◆ Aim of the task: Among the entries below, only the lines starting at the one with "use crate::utils::AppError;" and ending at the one with "payload.validate()?;", both included, are to be printed exactly.

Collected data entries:
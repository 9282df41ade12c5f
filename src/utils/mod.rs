pub mod error;
pub mod types;

pub use error::AppError;
pub use error::handler_404;
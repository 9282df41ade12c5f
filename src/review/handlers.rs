use axum::extract::{Json, State};
use diesel::prelude::*;
use diesel_async::RunQueryDsl;
use validator::Validate;

use super::models::{CreateReviewRequest, NewReview, Review, Testimonial};
use crate::auth::models::AccessTokenClaims;
use crate::state::AppState;
use crate::utils::AppError;

pub async fn create_review(
    State(state): State<AppState>,
    claims: AccessTokenClaims,
    Json(payload): Json<CreateReviewRequest>,
) -> Result<Json<Review>, AppError> {
    use buks_shop::schema::{orders, reviews};

    payload.validate()?;

    let mut conn = state.pool.get().await?;

    if let Some(order_id) = payload.order_id {
        let owner: Option<uuid::Uuid> = orders::table
            .find(order_id)
            .select(orders::customer_id)
            .first::<Option<uuid::Uuid>>(&mut conn)
            .await
            .optional()?
            .flatten();

        if owner != Some(claims.sub) {
            return Err(AppError::Forbidden("not your order".to_string()));
        }
    }

    // the unique (customer_id, order_id) index turns a second attempt
    // into a 409
    let res = diesel::insert_into(reviews::table)
        .values(&NewReview {
            customer_id: claims.sub,
            order_id: payload.order_id,
            rating: payload.rating,
            comment: payload.comment,
        })
        .returning(Review::as_returning())
        .get_result(&mut conn)
        .await?;

    Ok(Json(res))
}

pub async fn get_recent_reviews(
    State(state): State<AppState>,
) -> Result<Json<Vec<Testimonial>>, AppError> {
    use buks_shop::schema::{customers, reviews};

    let mut conn = state.pool.get().await?;

    let res = reviews::table
        .inner_join(customers::table)
        .order(reviews::created_at.desc())
        .limit(12)
        .select((
            reviews::rating,
            reviews::comment,
            reviews::created_at,
            customers::full_name,
            customers::profile_url,
        ))
        .load::<Testimonial>(&mut conn)
        .await?;

    Ok(Json(res))
}
use axum::{
    Router,
    routing::{get, patch},
};

use super::handlers::{
    create_faq, get_faqs, get_store_info, remove_faq, update_faq, update_store_info,
};
use crate::state::AppState;

pub fn get_routes() -> Router<AppState> {
    Router::new()
        .route("/store-info", get(get_store_info).patch(update_store_info))
        .route("/faqs", get(get_faqs).post(create_faq))
        .route("/faqs/{id}", patch(update_faq).delete(remove_faq))
}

◆ Solution for this problem:
use crate::utils::AppError;

pub async fn create_review(
    State(state): State<AppState>,
    claims: AccessTokenClaims,
    Json(payload): Json<CreateReviewRequest>,
) -> Result<Json<Review>, AppError> {
    use buks_shop::schema::{orders, reviews};

    payload.validate()?;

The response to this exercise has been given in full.